Robert Frank, Parade—Hoboken, New Jersey (1955)
Photographs, Phillips, New York, 2 April
Estimate: $60,000 to $80,000
While on a cross-country trip paid for by a Guggenheim Foundation grant, the Swiss-born photographer Robert Frank made this image in Hoboken, New Jersey, during a parade to celebrate the city’s centennial. It went on to serve as the cover image for Frank’s book The Americans, first published in France in 1958 to some backlash abroad for being “anti-American”. The gloomy atmosphere of the photograph and the obscured faces reflect the mood of 1950s America, the decade in which McCarthyism—the persecution of left-wing citizens in the name of investigating alleged Communist ties—took hold in the country, along with racial tensions over the Civil Rights Movement. Frank called Parade “a threatening picture”. Despite controversy at the time it was published, The Americans is seen today as a pioneering work of post-war US photography. Other prints of Parade are in the collections of the Metropolitan Museum of Art and Museum of Modern Art in New York, and the National Gallery of Art in Washington, DC.

Courtesy Bonhams
Albrecht Dürer, Nemesis (around 1501)
The Passionate Collector: Prints, Posters, and Curiosities from the Eddi Van Auken Collection, Bonhams, Los Angeles, 31 March to 9 April
Estimate: $60,000 to $90,000
More than 200 lots of historical prints, posters and other works are coming to auction in an online sale at Bonhams from the collection of Eddi Van Auken, a California collector and philanthropist. Top highlights of the collection are a selection of Old Master prints—most notably Nemesis (around 1501), Albrecht Dürer’s second-largest engraving. Dürer depicted the Ancient Greek goddess of retribution with some identifying characteristics of Fortuna, Ancient Rome’s goddess of fortune. Scholars say the work was influenced by a poem written in Latin by the Italian Renaissance poet Angelo Poliziano (1454-94). The landscape below the goddess’s feet has been identified as Chiusi in northern Italy, an area Dürer travelled through. Similar Nemesis engravings are part of the permanent collections of the British Museum in London, the Metropolitan Museum of Art in New York and the National Galleries of Scotland in Edinburgh. The Van Auken collection also includes Dürer’s Adam and Eve (1504), one of his most recognisable engravings.

Courtesy Bonhams
Salvador Dalí, Tronc—Homo suberis (1956)
20th/21st Century Art Day Sale, Bonhams, London, 3 April
Estimate: £50,000 to £70,000
One of six gouaches created by Salvador Dalí for a calendar, Tronc—Homo suberis shows the end of a narrative in which a tree takes on a human form and ages through the year amid changing seasons.
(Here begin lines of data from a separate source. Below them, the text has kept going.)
//! Integration tests for configuration loading and validation
//!
//! Tests that modify environment variables hold `ENV_MUTEX`.

use kanon::config::{load_config, Strategy};
use kanon::domain::KanonError;
use std::io::Write;
use std::sync::Mutex;
use tempfile::NamedTempFile;

// Mutex to serialize tests that modify environment variables
static ENV_MUTEX: Mutex<()> = Mutex::new(());

/// Helper function to clean up environment variables
fn cleanup_env_vars() {
    std::env::remove_var("KANON_APPLICATION_LOG_LEVEL");
    std::env::remove_var("KANON_DEIDENTIFICATION_MIN_COUNT");
    std::env::remove_var("KANON_DEIDENTIFICATION_STRATEGY");
    std::env::remove_var("KANON_DEIDENTIFICATION_THREADS");
    std::env::remove_var("KANON_AUDIT_ENABLED");
    std::env::remove_var("TEST_KANON_AUDIT_DIR");
}

fn write_config(content: &str) -> NamedTempFile {
    let mut temp_file = NamedTempFile::new().unwrap();
    temp_file.write_all(content.as_bytes()).unwrap();
    temp_file.flush().unwrap();
    temp_file
}

#[test]
fn test_load_complete_config() {
    let _lock = ENV_MUTEX.lock().unwrap_or_else(|e| e.into_inner());
    cleanup_env_vars();

    let temp_file = write_config(
        r#"
[application]
log_level = "debug"
dry_run = true

[deidentification]
strategy = "k_anon"
min_count = 12.5
reservoir_capacity = 250
threads = 4
chunk_size = 1024
blocking_prefix_len = 3
min_value_len = 1

[audit]
enabled = true
log_path = "/tmp/kanon/audit.log"
json_format = false

[logging]
local_enabled = true
local_path = "/tmp/kanon/logs"
local_rotation = "hourly"
"#,
    );

    let config = load_config(temp_file.path()).unwrap();

    assert_eq!(config.application.log_level, "debug");
    assert!(config.application.dry_run);
    assert_eq!(config.deidentification.strategy, Strategy::KAnon);
    assert_eq!(config.deidentification.min_count, 12.5);
    assert_eq!(config.deidentification.reservoir_capacity, 250);
    assert_eq!(config.deidentification.threads, 4);
    assert_eq!(config.deidentification.chunk_size, 1024);
    assert_eq!(config.deidentification.blocking_prefix_len, 3);
    assert_eq!(config.deidentification.min_value_len, 1);
    assert_eq!(config.audit.log_path, "/tmp/kanon/audit.log");
    assert!(!config.audit.json_format);
    assert!(config.logging.local_enabled);
    assert_eq!(config.logging.local_rotation, "hourly");
}

#[test]
fn test_load_minimal_config_with_defaults() {
    let _lock = ENV_MUTEX.lock().unwrap_or_else(|e| e.into_inner());
    cleanup_env_vars();

    let temp_file = write_config("[deidentification]\nstrategy = \"digit_remap\"\n");
    let config = load_config(temp_file.path()).unwrap();

    assert_eq!(config.application.log_level, "info");
    assert_eq!(config.deidentification.strategy, Strategy::DigitRemap);
    assert_eq!(config.deidentification.min_count, 30.0);
    assert_eq!(config.deidentification.reservoir_capacity, 1000);
    assert_eq!(config.deidentification.chunk_size, 4096);
    assert!(config.audit.enabled);
    assert!(!config.logging.local_enabled);
}

#[test]
fn test_env_var_substitution() {
    let _lock = ENV_MUTEX.lock().unwrap_or_else(|e| e.into_inner());
    cleanup_env_vars();
    std::env::set_var("TEST_KANON_AUDIT_DIR", "/srv/audit");

    let temp_file = write_config("[audit]\nlog_path = \"${TEST_KANON_AUDIT_DIR}/deident.log\"\n");
    let config = load_config(temp_file.path()).unwrap();
    assert_eq!(config.audit.log_path, "/srv/audit/deident.log");

    cleanup_env_vars();
    let err = load_config(temp_file.path()).unwrap_err();
    assert!(matches!(err, KanonError::Configuration(_)));
    assert!(err.to_string().contains("TEST_KANON_AUDIT_DIR"));
}

#[test]
fn test_env_var_overrides() {
    let _lock = ENV_MUTEX.lock().unwrap_or_else(|e| e.into_inner());
    cleanup_env_vars();

    let temp_file = write_config("[deidentification]\nmin_count = 30.0\n");

    std::env::set_var("KANON_APPLICATION_LOG_LEVEL", "warn");
    std::env::set_var("KANON_DEIDENTIFICATION_MIN_COUNT", "7.5");
    std::env::set_var("KANON_DEIDENTIFICATION_STRATEGY", "digit_remap");
    std::env::set_var("KANON_AUDIT_ENABLED", "false");

    let config = load_config(temp_file.path());
    cleanup_env_vars();
    let config = config.unwrap();

    assert_eq!(config.application.log_level, "warn");
    assert_eq!(config.deidentification.min_count, 7.5);
    assert_eq!(config.deidentification.strategy, Strategy::DigitRemap);
    assert!(!config.audit.enabled);
}

#[test]
fn test_unparseable_override_is_rejected() {
    let _lock = ENV_MUTEX.lock().unwrap_or_else(|e| e.into_inner());
    cleanup_env_vars();

    let temp_file = write_config("");
    std::env::set_var("KANON_DEIDENTIFICATION_THREADS", "many");
    let result = load_config(temp_file.path());
    cleanup_env_vars();

    let err = result.unwrap_err();
    assert!(err.to_string().contains("KANON_DEIDENTIFICATION_THREADS"));
}

#[test]
fn test_invalid_config_validation() {
    let _lock = ENV_MUTEX.lock().unwrap_or_else(|e| e.into_inner());
    cleanup_env_vars();

    for content in [
        "[application]\nlog_level = \"loud\"\n",
        "[deidentification]\nmin_count = 0.0\n",
        "[deidentification]\nreservoir_capacity = 0\n",
        "[deidentification]\nstrategy = \"nearest\"\n",
        "[logging]\nlocal_rotation = \"weekly\"\n",
    ] {
        let temp_file = write_config(content);
        let result = load_config(temp_file.path());
        assert!(
            matches!(result, Err(KanonError::Configuration(_))),
            "expected configuration error for {content:?}"
        );
    }
}
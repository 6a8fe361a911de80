//! Configuration schema types
//!
//! This module defines the `kanon.toml` structure. Every section has defaults,
//! so an empty file is a valid configuration.

use crate::deident::KAnonSettings;
use serde::{Deserialize, Serialize};

/// De-identification strategy for a field
#[derive(Debug, Clone, Copy, PartialEq, Eq, Serialize, Deserialize, Default)]
#[serde(rename_all = "snake_case")]
pub enum Strategy {
    /// Nearest public candidate, then uniform fallback sample
    #[default]
    KAnon,
    /// Re-roll the digits of rare values
    DigitRemap,
}

impl std::fmt::Display for Strategy {
    fn fmt(&self, f: &mut std::fmt::Formatter<'_>) -> std::fmt::Result {
        match self {
            Strategy::KAnon => write!(f, "k_anon"),
            Strategy::DigitRemap => write!(f, "digit_remap"),
        }
    }
}

impl std::str::FromStr for Strategy {
    type Err = String;

    fn from_str(s: &str) -> Result<Self, Self::Err> {
        match s {
            "k_anon" => Ok(Strategy::KAnon),
            "digit_remap" => Ok(Strategy::DigitRemap),
            other => Err(format!(
                "Invalid strategy '{other}'. Must be one of: k_anon, digit_remap"
            )),
        }
    }
}

/// Main kanon configuration
///
/// This is the root configuration structure that maps to the TOML file.
#[derive(Debug, Clone, Default, Serialize, Deserialize)]
pub struct KanonConfig {
    /// Application-level settings
    #[serde(default)]
    pub application: ApplicationConfig,

    /// De-identification engine settings
    #[serde(default)]
    pub deidentification: DeidentificationConfig,

    /// Replacement audit trail
    #[serde(default)]
    pub audit: AuditConfig,

    /// Logging configuration
    #[serde(default)]
    pub logging: LoggingConfig,
}

impl KanonConfig {
    /// Validates the configuration
    ///
    /// # Errors
    ///
    /// Returns an error if any configuration values are invalid
    pub fn validate(&self) -> Result<(), String> {
        self.application.validate()?;
        self.deidentification.validate()?;
        self.audit.validate()?;
        self.logging.validate()?;
        Ok(())
    }
}

/// Application-level configuration
#[derive(Debug, Clone, Serialize, Deserialize)]
pub struct ApplicationConfig {
    /// Log level (trace, debug, info, warn, error)
    #[serde(default = "default_log_level")]
    pub log_level: String,

    /// Dry run mode (run the engine but don't write the output profile)
    #[serde(default)]
    pub dry_run: bool,
}

impl Default for ApplicationConfig {
    fn default() -> Self {
        Self {
            log_level: default_log_level(),
            dry_run: false,
        }
    }
}

impl ApplicationConfig {
    fn validate(&self) -> Result<(), String> {
        let valid_levels = ["trace", "debug", "info", "warn", "error"];
        if !valid_levels.contains(&self.log_level.as_str()) {
            return Err(format!(
                "Invalid log_level '{}'. Must be one of: {}",
                self.log_level,
                valid_levels.join(", ")
            ));
        }
        Ok(())
    }
}

/// De-identification engine configuration
#[derive(Debug, Clone, Serialize, Deserialize)]
pub struct DeidentificationConfig {
    /// Strategy applied to the field
    #[serde(default)]
    pub strategy: Strategy,

    /// Values observed fewer times than this are replaced (k)
    #[serde(default = "default_min_count")]
    pub min_count: f64,

    /// Candidates kept per victim while blocking
    #[serde(default = "default_reservoir_capacity")]
    pub reservoir_capacity: usize,

    /// Worker threads (0 = one per core)
    #[serde(default)]
    pub threads: usize,

    /// Candidates per streamed task
    #[serde(default = "default_chunk_size")]
    pub chunk_size: usize,

    /// Characters in the blocking prefix key
    #[serde(default = "default_blocking_prefix_len")]
    pub blocking_prefix_len: usize,

    /// Values shorter than this are public domain and never replaced
    #[serde(default = "default_min_value_len")]
    pub min_value_len: usize,
}

impl Default for DeidentificationConfig {
    fn default() -> Self {
        Self {
            strategy: Strategy::default(),
            min_count: default_min_count(),
            reservoir_capacity: default_reservoir_capacity(),
            threads: 0,
            chunk_size: default_chunk_size(),
            blocking_prefix_len: default_blocking_prefix_len(),
            min_value_len: default_min_value_len(),
        }
    }
}

impl DeidentificationConfig {
    fn validate(&self) -> Result<(), String> {
        if self.min_count.is_nan() || self.min_count <= 0.0 || self.min_count.is_infinite() {
            return Err(format!(
                "deidentification.min_count must be a positive number, got {}",
                self.min_count
            ));
        }

        if self.reservoir_capacity == 0 {
            return Err("deidentification.reservoir_capacity must be at least 1".to_string());
        }

        if self.chunk_size == 0 {
            return Err("deidentification.chunk_size must be at least 1".to_string());
        }

        if self.blocking_prefix_len == 0 {
            return Err("deidentification.blocking_prefix_len must be at least 1".to_string());
        }

        Ok(())
    }

    /// Engine settings for the k-anonymity strategy
    pub fn kanon_settings(&self) -> KAnonSettings {
        KAnonSettings {
            min_count: self.min_count,
            reservoir_capacity: self.reservoir_capacity,
            threads: self.threads,
            chunk_size: self.chunk_size,
        }
    }
}

/// Audit trail configuration
#[derive(Debug, Clone, Serialize, Deserialize)]
pub struct AuditConfig {
    /// Record every replacement
    #[serde(default = "default_true")]
    pub enabled: bool,

    /// Audit file, appended to
    #[serde(default = "default_audit_log_path")]
    pub log_path: String,

    /// JSON lines (true) or plain text (false)
    #[serde(default = "default_true")]
    pub json_format: bool,
}

impl Default for AuditConfig {
    fn default() -> Self {
        Self {
            enabled: true,
            log_path: default_audit_log_path(),
            json_format: true,
        }
    }
}

impl AuditConfig {
    fn validate(&self) -> Result<(), String> {
        if self.enabled && self.log_path.trim().is_empty() {
            return Err("audit.log_path cannot be empty when audit is enabled".to_string());
        }
        Ok(())
    }
}

/// Logging configuration
#[derive(Debug, Clone, Serialize, Deserialize)]
pub struct LoggingConfig {
    /// Enable local file logging
    #[serde(default)]
    pub local_enabled: bool,

    /// Local log directory
    #[serde(default = "default_local_path")]
    pub local_path: String,

    /// Log rotation strategy
    #[serde(default = "default_local_rotation")]
    pub local_rotation: String,
}

impl LoggingConfig {
    fn validate(&self) -> Result<(), String> {
        let valid_rotations = ["daily", "hourly", "never"];
        if !valid_rotations.contains(&self.local_rotation.as_str()) {
            return Err(format!(
                "Invalid logging.local_rotation '{}'. Must be one of: {}",
                self.local_rotation,
                valid_rotations.join(", ")
            ));
        }

        if self.local_enabled && self.local_path.trim().is_empty() {
            return Err("logging.local_path cannot be empty when local logging is enabled".to_string());
        }

        Ok(())
    }
}

impl Default for LoggingConfig {
    fn default() -> Self {
        Self {
            local_enabled: false,
            local_path: default_local_path(),
            local_rotation: default_local_rotation(),
        }
    }
}

// Default value functions
fn default_log_level() -> String {
    "info".to_string()
}

fn default_true() -> bool {
    true
}

fn default_min_count() -> f64 {
    30.0
}

fn default_reservoir_capacity() -> usize {
    crate::deident::kanon::DEFAULT_RESERVOIR_CAPACITY
}

fn default_chunk_size() -> usize {
    crate::deident::kanon::DEFAULT_CHUNK_SIZE
}

fn default_blocking_prefix_len() -> usize {
    2
}

fn default_min_value_len() -> usize {
    2
}

fn default_audit_log_path() -> String {
    "./audit/deident.log".to_string()
}

fn default_local_path() -> String {
    "./logs".to_string()
}

fn default_local_rotation() -> String {
    "daily".to_string()
}
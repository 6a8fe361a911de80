//! Public replacement candidate pools
//!
//! The k-anonymity engine traverses the pool twice (blocking, then fallback
//! sampling). A source hands out a fresh iterator per traversal, so pools
//! backed by a file are re-read rather than cached in memory.

use crate::domain::{KanonError, Result};
use std::fs::File;
use std::io::{BufRead, BufReader};
use std::path::{Path, PathBuf};

/// Re-iterable pool of public values
pub trait CandidateSource<I>: Send + Sync {
    /// Start a new traversal of the pool
    ///
    /// A traversal that fails part way yields an `Err` item; the engine stops
    /// reading and aborts the run rather than work from a truncated pool.
    fn candidates(&self) -> Result<Box<dyn Iterator<Item = Result<I>> + Send + '_>>;
}

impl<I> CandidateSource<I> for Vec<I>
where
    I: Clone + Send + Sync,
{
    fn candidates(&self) -> Result<Box<dyn Iterator<Item = Result<I>> + Send + '_>> {
        Ok(Box::new(self.iter().cloned().map(Ok)))
    }
}

/// Text file with one candidate per line
///
/// Blank lines are skipped and surrounding whitespace is trimmed. Lines must
/// be valid UTF-8.
#[derive(Debug, Clone)]
pub struct LineCandidates {
    path: PathBuf,
}

impl LineCandidates {
    /// Open a candidate file, checking that it is readable
    pub fn open(path: impl AsRef<Path>) -> Result<Self> {
        let path = path.as_ref();
        File::open(path).map_err(|e| read_error(path, &e))?;
        Ok(Self {
            path: path.to_path_buf(),
        })
    }

    pub fn path(&self) -> &Path {
        &self.path
    }
}

fn read_error(path: &Path, e: &std::io::Error) -> KanonError {
    KanonError::Io(format!(
        "Failed to read candidate file {}: {}",
        path.display(),
        e
    ))
}

impl CandidateSource<String> for LineCandidates {
    fn candidates(&self) -> Result<Box<dyn Iterator<Item = Result<String>> + Send + '_>> {
        let file = File::open(&self.path).map_err(|e| read_error(&self.path, &e))?;

        let lines = BufReader::new(file)
            .lines()
            .filter_map(move |line| match line {
                Ok(line) => {
                    let trimmed = line.trim();
                    (!trimmed.is_empty()).then(|| Ok(trimmed.to_string()))
                }
                Err(e) => Some(Err(read_error(&self.path, &e))),
            });
        Ok(Box::new(lines))
    }
}
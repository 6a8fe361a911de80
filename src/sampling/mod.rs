//! Bounded random sampling

pub mod reservoir;

pub use reservoir::ReservoirSet;
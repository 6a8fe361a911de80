//! Audit observer for de-identification runs

use super::observer::{Observer, ReplacementPhase};
use anyhow::{Context, Result};
use parking_lot::Mutex;
use serde::Serialize;
use sha2::{Digest, Sha256};
use std::fs::{File, OpenOptions};
use std::io::Write;
use std::path::{Path, PathBuf};
use std::sync::atomic::{AtomicU64, Ordering};

/// Audit log entry
#[derive(Debug, Serialize)]
struct AuditLogEntry<'a> {
    timestamp: String,
    field: &'a str,
    phase: ReplacementPhase,
    /// SHA-256 hash of the serialized original (never log plaintext)
    original_hash: String,
    replacement: serde_json::Value,
}

/// Observer appending one line per replacement to an audit file
pub struct AuditObserver {
    field: String,
    log_path: PathBuf,
    json_format: bool,
    file: Mutex<File>,
    written: AtomicU64,
    failures: AtomicU64,
}

impl AuditObserver {
    /// Create an audit observer for `field`, appending to `log_path`
    pub fn new(field: impl Into<String>, log_path: impl AsRef<Path>, json_format: bool) -> Result<Self> {
        let log_path = log_path.as_ref().to_path_buf();
        if let Some(parent) = log_path.parent() {
            if !parent.as_os_str().is_empty() {
                std::fs::create_dir_all(parent).with_context(|| {
                    format!("Failed to create audit log directory: {}", parent.display())
                })?;
            }
        }

        let file = OpenOptions::new()
            .create(true)
            .append(true)
            .open(&log_path)
            .with_context(|| format!("Failed to open audit log: {}", log_path.display()))?;

        Ok(Self {
            field: field.into(),
            log_path,
            json_format,
            file: Mutex::new(file),
            written: AtomicU64::new(0),
            failures: AtomicU64::new(0),
        })
    }

    pub fn log_path(&self) -> &Path {
        &self.log_path
    }

    /// Entries written so far
    pub fn written(&self) -> u64 {
        self.written.load(Ordering::Relaxed)
    }

    /// Entries that could not be written
    pub fn failures(&self) -> u64 {
        self.failures.load(Ordering::Relaxed)
    }

    fn record<I: Serialize>(&self, phase: ReplacementPhase, original: &I, replacement: &I) {
        match self.write_entry(phase, original, replacement) {
            Ok(()) => {
                self.written.fetch_add(1, Ordering::Relaxed);
            }
            Err(e) => {
                self.failures.fetch_add(1, Ordering::Relaxed);
                tracing::error!(
                    error = %e,
                    field = %self.field,
                    log_path = %self.log_path.display(),
                    "Failed to write audit entry"
                );
            }
        }
    }

    fn write_entry<I: Serialize>(
        &self,
        phase: ReplacementPhase,
        original: &I,
        replacement: &I,
    ) -> Result<()> {
        let original_json =
            serde_json::to_string(original).context("Failed to serialize original value")?;
        let entry = AuditLogEntry {
            timestamp: chrono::Utc::now().to_rfc3339(),
            field: &self.field,
            phase,
            original_hash: hash_value(&original_json),
            replacement: serde_json::to_value(replacement)
                .context("Failed to serialize replacement value")?,
        };

        let mut file = self.file.lock();
        if self.json_format {
            let json_line =
                serde_json::to_string(&entry).context("Failed to serialize audit entry")?;
            writeln!(file, "{json_line}").context("Failed to write audit entry")?;
        } else {
            writeln!(
                file,
                "[{}] Field: {} | Phase: {:?} | Original: {} | Replacement: {}",
                entry.timestamp, entry.field, entry.phase, entry.original_hash, entry.replacement
            )
            .context("Failed to write audit entry")?;
        }
        Ok(())
    }
}

/// Hash a serialized value using SHA-256
fn hash_value(value: &str) -> String {
    let mut hasher = Sha256::new();
    hasher.update(value.as_bytes());
    format!("{:x}", hasher.finalize())
}

impl<I: Serialize> Observer<I> for AuditObserver {
    fn on_blocking_replace(&self, original: &I, replacement: &I) {
        self.record(ReplacementPhase::Blocking, original, replacement);
    }

    fn on_sample_replace(&self, original: &I, replacement: &I) {
        self.record(ReplacementPhase::Sample, original, replacement);
    }
}
//! Domain error types
//!
//! This module defines the error hierarchy for kanon. Precondition violations
//! raised by the vocabulary are kept in their own enum so callers can match on
//! them without string inspection.

use thiserror::Error;

/// Main kanon error type
///
/// This is the primary error type used throughout the library.
#[derive(Debug, Error)]
pub enum KanonError {
    /// Configuration-related errors
    #[error("Configuration error: {0}")]
    Configuration(String),

    /// Vocabulary precondition violations
    #[error("Vocabulary error: {0}")]
    Vocabulary(#[from] VocabError),

    /// A parallel worker task failed; the whole run is aborted
    #[error("Worker task failed: {0}")]
    TaskFailed(String),

    /// Serialization/deserialization errors
    #[error("Serialization error: {0}")]
    Serialization(String),

    /// I/O errors
    #[error("I/O error: {0}")]
    Io(String),

    /// Generic errors with context
    #[error("{0}")]
    Other(String),
}

/// Vocabulary precondition violations
///
/// Every variant indicates a caller bug; none of them are retried.
#[derive(Debug, Clone, PartialEq, Eq, Error)]
pub enum VocabError {
    /// Index outside `1..next_index`
    #[error("Index {index} out of range (valid range is 1..{next_index})")]
    IndexOutOfRange { index: usize, next_index: usize },

    /// The slot was already merged into another index
    #[error("Index {0} is retired and cannot be updated")]
    Retired(usize),

    /// Reverse lookup for a value that is not live
    #[error("Value not present in vocabulary: {0}")]
    MissingValue(String),

    /// A tombstone chain loops back on itself
    #[error("Redirect cycle detected at index {0}")]
    RedirectCycle(usize),

    /// Deserialized state violates the vocabulary invariants
    #[error("Corrupt vocabulary state: {0}")]
    CorruptState(String),
}

// Conversion from std::io::Error
impl From<std::io::Error> for KanonError {
    fn from(err: std::io::Error) -> Self {
        KanonError::Io(err.to_string())
    }
}

// Conversion from serde_json::Error
impl From<serde_json::Error> for KanonError {
    fn from(err: serde_json::Error) -> Self {
        KanonError::Serialization(err.to_string())
    }
}

// Conversion from toml parse errors
impl From<toml::de::Error> for KanonError {
    fn from(err: toml::de::Error) -> Self {
        KanonError::Configuration(format!("TOML parse error: {err}"))
    }
}
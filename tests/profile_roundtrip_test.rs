//! Profile -> vocabulary -> de-identification -> profile

use kanon::deident::{
    EditDistance, KAnonDeidentifier, KAnonSettings, NoopObserver, RemapDeidentifier,
    VocabDeidentifier,
};
use kanon::domain::{ProfileEntry, VocabProfile};
use std::collections::HashMap;
use tempfile::tempdir;

fn entry(value: &str, count: f64) -> ProfileEntry {
    ProfileEntry {
        value: value.to_string(),
        count,
    }
}

fn given_names() -> VocabProfile {
    VocabProfile::new(
        "given_name",
        vec![
            entry("John", 500.0),
            entry("Mary", 320.0),
            entry("Jonh", 2.0),
            entry("Zxqqy", 1.0),
        ],
    )
}

fn count_by_value(profile: &VocabProfile) -> HashMap<String, f64> {
    profile
        .entries
        .iter()
        .map(|e| (e.value.clone(), e.count))
        .collect()
}

#[test]
fn test_save_and_load_through_disk() {
    let dir = tempdir().unwrap();
    let path = dir.path().join("nested").join("given_name.json");

    let profile = given_names();
    profile.save(&path).unwrap();
    let loaded = VocabProfile::load(&path).unwrap();

    assert_eq!(loaded, profile);
    assert_eq!(loaded.total_count(), 823.0);
}

#[test]
fn test_load_rejects_negative_counts() {
    let dir = tempdir().unwrap();
    let path = dir.path().join("bad.json");
    std::fs::write(
        &path,
        r#"{"field":"given_name","entries":[{"value":"John","count":-1.0}]}"#,
    )
    .unwrap();

    assert!(VocabProfile::load(&path).is_err());
}

#[test]
fn test_kanon_round_trip_keeps_total_count() {
    let profile = given_names();
    let before = count_by_value(&profile);
    let total = profile.total_count();

    let (vocab, counts) = profile.into_vocabulary();
    let by_value: HashMap<String, f64> = counts
        .iter()
        .map(|(&index, &count)| (vocab.get_for_index(index).unwrap(), count))
        .collect();
    assert_eq!(by_value, before);

    let deidentifier: KAnonDeidentifier<String, Vec<char>> = KAnonDeidentifier::new(
        EditDistance::new(2, 2),
        ["John", "Johan", "Amy", "Zack"]
            .iter()
            .map(|v| v.to_string())
            .collect::<Vec<_>>(),
        KAnonSettings::new(30.0),
    )
    .unwrap();
    let count = |v: &String| by_value.get(v).copied().unwrap_or(0.0);
    let summary = deidentifier
        .deidentify(&vocab, &count, &NoopObserver)
        .unwrap();
    assert_eq!(summary.victims, 2);
    assert!(summary.is_complete());

    let output = VocabProfile::from_vocabulary("given_name", &vocab, &counts).unwrap();
    assert_eq!(output.total_count(), total);

    let after = count_by_value(&output);
    assert!(!after.contains_key("Jonh"));
    assert!(!after.contains_key("Zxqqy"));
    assert_eq!(after["Mary"], 320.0);
    // John was already live, so Jonh takes the next closest name
    assert_eq!(after["John"], 500.0);
    assert_eq!(after["Johan"], 2.0);
}

#[test]
fn test_remap_merge_folds_counts() {
    let profile = VocabProfile::new(
        "company",
        vec![
            entry("Acme1", 3.0),
            entry("Acme", 40.0),
            entry("Acme2", 5.0),
            entry("Globex", 60.0),
        ],
    );
    let (vocab, counts) = profile.into_vocabulary();

    let remap = RemapDeidentifier::new(
        Box::new(|value: &String, count: &kanon::deident::CountFn<'_, String>| {
            (count(value) < 30.0).then(|| value.trim_end_matches(char::is_numeric).to_string())
        }),
        2,
    )
    .unwrap();
    let counts_by_value: HashMap<String, f64> = counts
        .iter()
        .map(|(&index, &count)| (vocab.get_for_index(index).unwrap(), count))
        .collect();
    let summary = remap
        .deidentify(&vocab, &|v: &String| counts_by_value[v], &NoopObserver)
        .unwrap();
    assert_eq!(summary.merged, 2);

    let output = VocabProfile::from_vocabulary("company", &vocab, &counts).unwrap();
    assert_eq!(
        output.entries,
        vec![entry("Acme", 48.0), entry("Globex", 60.0)]
    );
}

#[test]
fn test_duplicate_profile_values_share_an_index() {
    let profile = VocabProfile::new("city", vec![entry("Oslo", 4.0), entry("Oslo", 6.0)]);
    let (vocab, counts) = profile.into_vocabulary();

    assert_eq!(vocab.len(), 1);
    assert_eq!(counts.len(), 1);
    assert_eq!(counts[&1], 10.0);
}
This painting is from the latter part of the calendar, with the tree shown with symbols of death and decay such as the image of a skull in the trunk, bones and haunting figures in the distance. The work reflects Dalí’s lifelong obsession with death, sparked from seeing a dead animal being consumed by ants in childhood. The ant would become a leading symbol of death in his work, also appearing in his best-known painting The Persistence of Memory (1931). Tronc—Homo suberis previously sold in 2016 for £47,500, also at Bonhams London, and returns to auction from a British collection.

Courtesy Christie’s
Zao Wou-Ki, Zitterlein (1956)
20th/21st Century Evening Sale, Christie’s, Shanghai, 3 April
Estimate: CNY20,000,000 to 30,000,000 ($2.8m to $4.1m)
Zao Wou-Ki is one of China’s greatest Modern artists, as well as one of the most successful at auction. Born in Beijing and trained in China and France, his work shows influence from traditional Chinese art, most prominently calligraphy, and Western Impressionism. Zitterlein is from a period of Zao’s career referred to as the “oracle-bone period”, named for the inspiration he drew from the earliest known form of systematic writing in China. This period marked a watershed moment for Zao during which he turned from figuration and shifted ever more towards the abstraction he is most remembered for today. Works from this time are rare, especially paintings featuring Zitterlein’s vivid red-orange colour—according to the artist’s catalogue raisonné, it is one of only 17. A similar painting is held in the Harvard Art Museums in Cambridge, Massachusetts.